Commissioner for Environment of Ogun State
- Incumbent
- Assumed office 2023
- Governor: Dapo Abiodun

Personal details
- Born: Ogun State, Nigeria
- Alma mater: University of Ibadan, Obafemi Awolowo University, Harvard Kennedy School
- Occupation: Geologist, politician

= Oladimeji Oresanya =

Nigerian geologist and politician

Oladimeji Oresanya is a Nigerian geologist, environmental management specialist, and politician. Since 2023, he has been Commissioner for Environment in Ogun State.

== Education ==
Oresanya earned a bachelor's degree (B.Sc.) in Geology from the University of Ibadan and later obtained a master's degree (M.Sc.) in Environmental Management and Ecology from Obafemi Awolowo University, Ile‑Ife. He also attended the Harvard Kennedy School at Harvard University, Massachusetts, United States.

== Career ==
In the private sector, he co‑founded Globetech Remedial Limited, where he is Chief Executive Officer. He also teaches courses on Waste Management and Toxicology at the Federal University of Agriculture, Abeokuta.

From May 2005 to August 2015, Oresanya was Managing Director and Chief Executive Officer of the Lagos Waste Management Authority (LAWMA).

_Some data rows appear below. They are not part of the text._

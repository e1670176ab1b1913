//! # flowreg Terminal
//!
//! Command-line frontend for the registry console. Arguments are parsed with
//! clap, configuration is resolved from file, environment and flags, and
//! each command is dispatched to a handler that drives `flowreg-app`.

#![forbid(unsafe_code)]

pub mod cli;
pub mod config;
pub mod handlers;
pub mod output;

pub use cli::Cli;
pub use handlers::{execute, HandlerContext};
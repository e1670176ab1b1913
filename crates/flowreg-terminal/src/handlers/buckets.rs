//! Bucket commands

use anyhow::{anyhow, Result};
use flowreg_app::workflows::buckets;
use std::fmt::Write as _;

use super::HandlerContext;
use crate::cli::BucketsCommand;
use crate::output::{apply_list_args, render_error, render_table};

/// Run a `buckets` subcommand.
pub async fn handle(ctx: &HandlerContext, command: BucketsCommand) -> Result<String> {
    match command {
        BucketsCommand::List { list } => {
            let mut table = buckets::load_buckets(ctx.core()).await?;
            apply_list_args(&mut table, &list).map_err(|e| anyhow!(e))?;
            Ok(render_table(&table))
        }
        BucketsCommand::Create { name } => {
            let bucket = buckets::create_bucket(ctx.core(), &name).await?;
            Ok(format!("created bucket {} ({})", bucket.name, bucket.identifier))
        }
        BucketsCommand::Delete { ids } => {
            let mut table = buckets::load_buckets(ctx.core()).await?;
            let mut out = String::new();
            for id in &ids {
                if table.records().iter().any(|b| &b.identifier == id) {
                    table.select(id);
                } else {
                    let _ = writeln!(out, "skipped {id}: no such bucket");
                }
            }

            let outcome = buckets::delete_selected_buckets(ctx.core(), &mut table).await;
            for bucket in &outcome.deleted {
                let _ = writeln!(out, "deleted bucket {} ({})", bucket.name, bucket.identifier);
            }
            for (id, error) in &outcome.failed {
                let _ = writeln!(out, "failed to delete {id}\n{}", render_error(error));
            }
            Ok(out.trim_end().to_string())
        }
    }
}
//! Users and groups listed in a single table.

use flowreg_core::{TenantRef, User, UserGroup};
use std::borrow::Cow;

use super::table::Tabular;

/// One row of the combined users-and-groups table.
#[derive(Clone, Debug, PartialEq, Eq)]
pub enum Tenant {
    /// A user row
    User(User),
    /// A group row
    Group(UserGroup),
}

impl Tenant {
    /// Backend identifier.
    pub fn identifier(&self) -> &str {
        match self {
            Self::User(u) => &u.identifier,
            Self::Group(g) => &g.identifier,
        }
    }

    /// Display identity.
    pub fn identity(&self) -> &str {
        match self {
            Self::User(u) => &u.identity,
            Self::Group(g) => &g.identity,
        }
    }

    /// True for group rows.
    pub fn is_group(&self) -> bool {
        matches!(self, Self::Group(_))
    }

    /// `"user"` or `"group"`.
    pub fn kind(&self) -> &'static str {
        match self {
            Self::User(_) => "user",
            Self::Group(_) => "group",
        }
    }

    /// Membership reference to this tenant.
    pub fn as_tenant_ref(&self) -> TenantRef {
        match self {
            Self::User(u) => u.as_tenant_ref(),
            Self::Group(g) => TenantRef {
                identifier: g.identifier.clone(),
                identity: g.identity.clone(),
                configurable: g.configurable,
            },
        }
    }
}

impl Tabular for Tenant {
    fn record_id(&self) -> Cow<'_, str> {
        Cow::Borrowed(self.identifier())
    }

    fn field(&self, name: &str) -> Option<Cow<'_, str>> {
        match name {
            "kind" => Some(Cow::Borrowed(self.kind())),
            _ => match self {
                Self::User(u) => u.field(name),
                Self::Group(g) => g.field(name),
            },
        }
    }

    fn search_fields(&self) -> Vec<&str> {
        match self {
            Self::User(u) => u.search_fields(),
            Self::Group(g) => g.search_fields(),
        }
    }
}

/// Users first, then groups, as the backend returned them.
pub fn combine(users: Vec<User>, groups: Vec<UserGroup>) -> Vec<Tenant> {
    users
        .into_iter()
        .map(Tenant::User)
        .chain(groups.into_iter().map(Tenant::Group))
        .collect()
}

#[cfg(test)]
mod tests {
    use super::*;
    use crate::views::table::{sort, SortOrder};

    #[test]
    fn test_combined_rows_sort_by_identity() {
        let tenants = combine(
            vec![User {
                identifier: "u-1".into(),
                identity: "zoe".into(),
                ..User::default()
            }],
            vec![UserGroup {
                identifier: "g-1".into(),
                identity: "admins".into(),
                ..UserGroup::default()
            }],
        );

        let rows = sort(&tenants, "identity", SortOrder::Asc);
        assert!(rows[0].is_group());
        assert_eq!(rows[1].identity(), "zoe");
        assert_eq!(rows[0].field("kind").as_deref(), Some("group"));
    }
}
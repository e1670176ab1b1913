//! # Notices
//!
//! Typed user-facing notifications produced by the gate and the workflows.
//! Nothing in this crate renders them; frontends decide how a notice is shown
//! (blocking dialog, toast, stderr line).

use serde::{Deserialize, Serialize};
use std::fmt;

/// Severity used by frontends that render notices as toasts.
#[derive(Clone, Copy, Debug, Default, PartialEq, Eq, Hash, Serialize, Deserialize)]
pub enum ToastLevel {
    /// Neutral information
    #[default]
    Info,
    /// An action succeeded
    Success,
    /// Something needs attention
    Warning,
    /// An action failed
    Error,
}

impl ToastLevel {
    /// Indicator symbol for plain-text frontends.
    pub fn indicator(self) -> &'static str {
        match self {
            Self::Info => "i",
            Self::Success => "+",
            Self::Warning => "!",
            Self::Error => "x",
        }
    }
}

/// A message the user needs to see.
#[derive(Clone, Debug, PartialEq, Eq, Serialize, Deserialize)]
pub enum Notice {
    /// The identity lacks the permission a view requires
    AccessDenied,
    /// Security is not configured, so the view does not apply
    NotConfigured,
    /// A backend call failed
    Error {
        /// Raw response body
        body: String,
    },
}

impl Notice {
    /// Error notice carrying a raw response body.
    pub fn error(body: impl Into<String>) -> Self {
        Self::Error { body: body.into() }
    }

    /// Dialog title.
    pub fn title(&self) -> &'static str {
        match self {
            Self::AccessDenied => "Access denied",
            Self::NotConfigured => "Not applicable",
            Self::Error { .. } => "Error",
        }
    }

    /// Dialog body.
    pub fn message(&self) -> &str {
        match self {
            Self::AccessDenied => "Please contact your system administrator.",
            Self::NotConfigured => {
                "User administration is not configured for this registry."
            }
            Self::Error { body } => body,
        }
    }

    /// Whether the notice must be acknowledged before continuing.
    pub fn is_blocking(&self) -> bool {
        matches!(self, Self::Error { .. } | Self::AccessDenied)
    }

    /// Toast severity.
    pub fn level(&self) -> ToastLevel {
        match self {
            Self::AccessDenied | Self::Error { .. } => ToastLevel::Error,
            Self::NotConfigured => ToastLevel::Warning,
        }
    }
}

impl fmt::Display for Notice {
    fn fmt(&self, f: &mut fmt::Formatter<'_>) -> fmt::Result {
        write!(f, "{}: {}", self.title(), self.message())
    }
}

#[cfg(test)]
mod tests {
    use super::*;

    #[test]
    fn test_error_notice_shows_raw_body() {
        let notice = Notice::error("Bucket name already exists");
        assert_eq!(notice.message(), "Bucket name already exists");
        assert_eq!(notice.to_string(), "Error: Bucket name already exists");
        assert!(notice.is_blocking());
    }

    #[test]
    fn test_notice_levels() {
        assert_eq!(Notice::AccessDenied.level(), ToastLevel::Error);
        assert_eq!(Notice::NotConfigured.level(), ToastLevel::Warning);
        assert!(!Notice::NotConfigured.is_blocking());
    }
}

He has also worked as a consultant to UN‑Habitat/UNEP and advised federal and state governments in Nigeria on waste management. In Ogun State, he previously was Special Adviser to the Governor.

In 2023, Governor Dapo Abiodun nominated him for a commissioner role. He was subsequently confirmed and appointed Commissioner for Environment.